▶ Work required:
Line filter on the word "bool": copy each matching line from the entries.

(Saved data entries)
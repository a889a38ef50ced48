use eframe::egui::{self, RichText, Ui};
use egui_extras::{Column, TableBuilder};

use crate::data::summary::summary_headers;
use crate::state::AppState;

// ---------------------------------------------------------------------------
// Summary table (bottom panel)
// ---------------------------------------------------------------------------

/// Render the paginated summary table of the current view.
pub fn summary_table(ui: &mut Ui, state: &mut AppState) {
    ui.strong("Summary");
    ui.separator();

    let Some(view) = &state.view else {
        return;
    };
    if view.summary.is_empty() {
        ui.label(RichText::new("No data available in table").weak());
        return;
    }

    let page_size = state.config.page_size.max(1);
    let total_pages = state.summary_page_count();
    let page = state.summary_page.min(total_pages.saturating_sub(1));
    let start = page * page_size;
    let end = (start + page_size).min(view.summary.len());
    let total_rows = view.summary.len();

    let headers = summary_headers(view.has_share_columns());
    let decimals = state.config.tariff_decimals;
    let cells: Vec<Vec<String>> = view.summary[start..end]
        .iter()
        .map(|row| row.display(decimals))
        .collect();

    let text_height = egui::TextStyle::Body.resolve(ui.style()).size;

    TableBuilder::new(ui)
        .striped(true)
        .resizable(true)
        .cell_layout(egui::Layout::left_to_right(egui::Align::Center))
        .columns(Column::auto().at_least(80.0).clip(true), headers.len())
        .header(24.0, |mut header| {
            for name in &headers {
                header.col(|ui| {
                    ui.label(RichText::new(*name).strong());
                });
            }
        })
        .body(|body| {
            body.rows(text_height + 8.0, cells.len(), |mut row| {
                for cell in &cells[row.index()] {
                    row.col(|ui| {
                        ui.label(RichText::new(cell).monospace());
                    });
                }
            });
        });

    pagination_controls(ui, state, start, end, total_rows, page, total_pages);
}

fn pagination_controls(
    ui: &mut Ui,
    state: &mut AppState,
    start: usize,
    end: usize,
    total_rows: usize,
    page: usize,
    total_pages: usize,
) {
    ui.horizontal(|ui: &mut Ui| {
        ui.label(format!(
            "Showing {} to {end} of {total_rows} entries",
            start + 1
        ));
        ui.separator();
        if ui
            .add_enabled(page > 0, egui::Button::new("◀ Previous"))
            .clicked()
        {
            state.summary_page = page - 1;
        }
        ui.label(format!("Page {} of {total_pages}", page + 1));
        if ui
            .add_enabled(page + 1 < total_pages, egui::Button::new("Next ▶"))
            .clicked()
        {
            state.summary_page = page + 1;
        }
    });
}
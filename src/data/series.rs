use std::collections::{BTreeMap, BTreeSet};

use chrono::NaiveDate;

use super::model::{date_label, TariffObservation};

/// Name of the single series produced in world mode.
pub const WORLD_SERIES: &str = "World";

// ---------------------------------------------------------------------------
// Chart-ready series
// ---------------------------------------------------------------------------

/// One line on the chart. `x` and `y` have the same length; `None` in `y`
/// means "no observation that day" and is drawn as a gap, never as zero.
#[derive(Debug, Clone, PartialEq)]
pub struct ChartSeries {
    pub name: String,
    pub x: Vec<NaiveDate>,
    pub y: Vec<Option<f64>>,
}

/// Calendar label for one position on the shared date axis.
#[derive(Debug, Clone, PartialEq)]
pub struct TickLabel {
    pub date: NaiveDate,
    pub label: String,
}

#[derive(Debug, Clone, PartialEq, Default)]
pub struct ChartSeriesSet {
    pub series: Vec<ChartSeries>,
    pub ticks: Vec<TickLabel>,
}

impl ChartSeriesSet {
    pub fn is_empty(&self) -> bool {
        self.series.is_empty()
    }
}

// ---------------------------------------------------------------------------
// Aggregation
// ---------------------------------------------------------------------------

fn mean(values: &[f64]) -> f64 {
    if values.is_empty() {
        return 0.0;
    }
    values.iter().sum::<f64>() / values.len() as f64
}

/// Tariff rates bucketed per calendar date, restricted by `keep`.
fn daily_tariffs<F>(filtered: &[&TariffObservation], keep: F) -> BTreeMap<NaiveDate, Vec<f64>>
where
    F: Fn(&TariffObservation) -> bool,
{
    let mut buckets: BTreeMap<NaiveDate, Vec<f64>> = BTreeMap::new();
    for obs in filtered.iter().copied().filter(|&o| keep(o)) {
        buckets
            .entry(obs.effective_date)
            .or_default()
            .push(obs.tariff_rate_percent);
    }
    buckets
}

/// Build the chart series for a filtered observation set.
///
/// With no exporters selected a single "World" series holds the unweighted
/// mean tariff per date across every exporter. Otherwise each selected
/// exporter gets its own series, in selection order, on a date axis shared by
/// all series.
pub fn aggregate_for_chart(filtered: &[&TariffObservation], exporters: &[String]) -> ChartSeriesSet {
    if filtered.is_empty() {
        return ChartSeriesSet::default();
    }

    let all_dates: Vec<NaiveDate> = filtered
        .iter()
        .map(|o| o.effective_date)
        .collect::<BTreeSet<_>>()
        .into_iter()
        .collect();

    let series = if exporters.is_empty() {
        let buckets = daily_tariffs(filtered, |_| true);
        vec![ChartSeries {
            name: WORLD_SERIES.to_string(),
            x: buckets.keys().copied().collect(),
            y: buckets.values().map(|v| Some(mean(v))).collect(),
        }]
    } else {
        exporters
            .iter()
            .map(|exporter| {
                let buckets = daily_tariffs(filtered, |o| &o.exporter == exporter);
                ChartSeries {
                    name: exporter.clone(),
                    x: all_dates.clone(),
                    y: all_dates
                        .iter()
                        .map(|d| buckets.get(d).map(|v| mean(v)))
                        .collect(),
                }
            })
            .collect()
    };

    let ticks = all_dates
        .iter()
        .map(|&date| TickLabel {
            date,
            label: date_label(date),
        })
        .collect();

    ChartSeriesSet { series, ticks }
}

#[cfg(test)]
mod tests {
    use super::*;
    use crate::data::model::tests::obs;

    fn ymd(y: i32, m: u32, d: u32) -> NaiveDate {
        NaiveDate::from_ymd_opt(y, m, d).unwrap()
    }

    #[test]
    fn empty_input_gives_empty_set() {
        let set = aggregate_for_chart(&[], &[]);
        assert!(set.is_empty());
        assert!(set.ticks.is_empty());
        let set = aggregate_for_chart(&[], &["China".to_string()]);
        assert!(set.is_empty());
    }

    #[test]
    fn world_mode_averages_across_all_exporters() {
        let data = vec![
            obs("US", "China", "01", (2020, 2, 1), 10.0),
            obs("US", "Japan", "01", (2020, 1, 1), 4.0),
            obs("US", "China", "01", (2020, 1, 1), 2.0),
            obs("US", "Korea", "01", (2020, 1, 1), 6.0),
        ];
        let refs: Vec<_> = data.iter().collect();
        let set = aggregate_for_chart(&refs, &[]);

        assert_eq!(set.series.len(), 1);
        let world = &set.series[0];
        assert_eq!(world.name, "World");
        assert_eq!(world.x, vec![ymd(2020, 1, 1), ymd(2020, 2, 1)]);
        assert_eq!(world.y, vec![Some(4.0), Some(10.0)]);
        assert_eq!(set.ticks[0].label, "1/1/2020");
        assert_eq!(set.ticks[1].label, "2/1/2020");
    }

    #[test]
    fn exporter_mode_marks_missing_days() {
        let data = vec![
            obs("US", "A", "01", (2020, 1, 1), 5.0),
            obs("US", "A", "01", (2020, 1, 1), 7.0),
            obs("US", "B", "01", (2020, 1, 2), 0.0),
        ];
        let refs: Vec<_> = data.iter().collect();
        let set = aggregate_for_chart(&refs, &["B".to_string(), "A".to_string()]);

        let names: Vec<_> = set.series.iter().map(|s| s.name.as_str()).collect();
        assert_eq!(names, vec!["B", "A"]);

        let axis = vec![ymd(2020, 1, 1), ymd(2020, 1, 2)];
        let b = &set.series[0];
        let a = &set.series[1];
        assert_eq!(a.x, axis);
        assert_eq!(b.x, axis);
        assert_eq!(a.y, vec![Some(6.0), None]);
        assert_eq!(b.y, vec![None, Some(0.0)]);
    }

    #[test]
    fn selected_exporter_without_rows_is_all_missing() {
        let data = vec![obs("US", "A", "01", (2020, 1, 1), 5.0)];
        let refs: Vec<_> = data.iter().collect();
        let set = aggregate_for_chart(&refs, &["A".to_string(), "Z".to_string()]);
        assert_eq!(set.series[1].name, "Z");
        assert_eq!(set.series[1].y, vec![None]);
    }

    #[test]
    fn chart_never_weights_by_trade_value() {
        let mut heavy = obs("US", "A", "01", (2020, 1, 1), 10.0);
        heavy.trade_value_usd = 1_000_000.0;
        let light = obs("US", "A", "01", (2020, 1, 1), 20.0);
        let data = [heavy, light];
        let refs: Vec<_> = data.iter().collect();
        let set = aggregate_for_chart(&refs, &[]);
        assert_eq!(set.series[0].y, vec![Some(15.0)]);
    }
}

▶ Solution for this exercise:
    pub fn is_empty(&self) -> bool {
    F: Fn(&TariffObservation) -> bool,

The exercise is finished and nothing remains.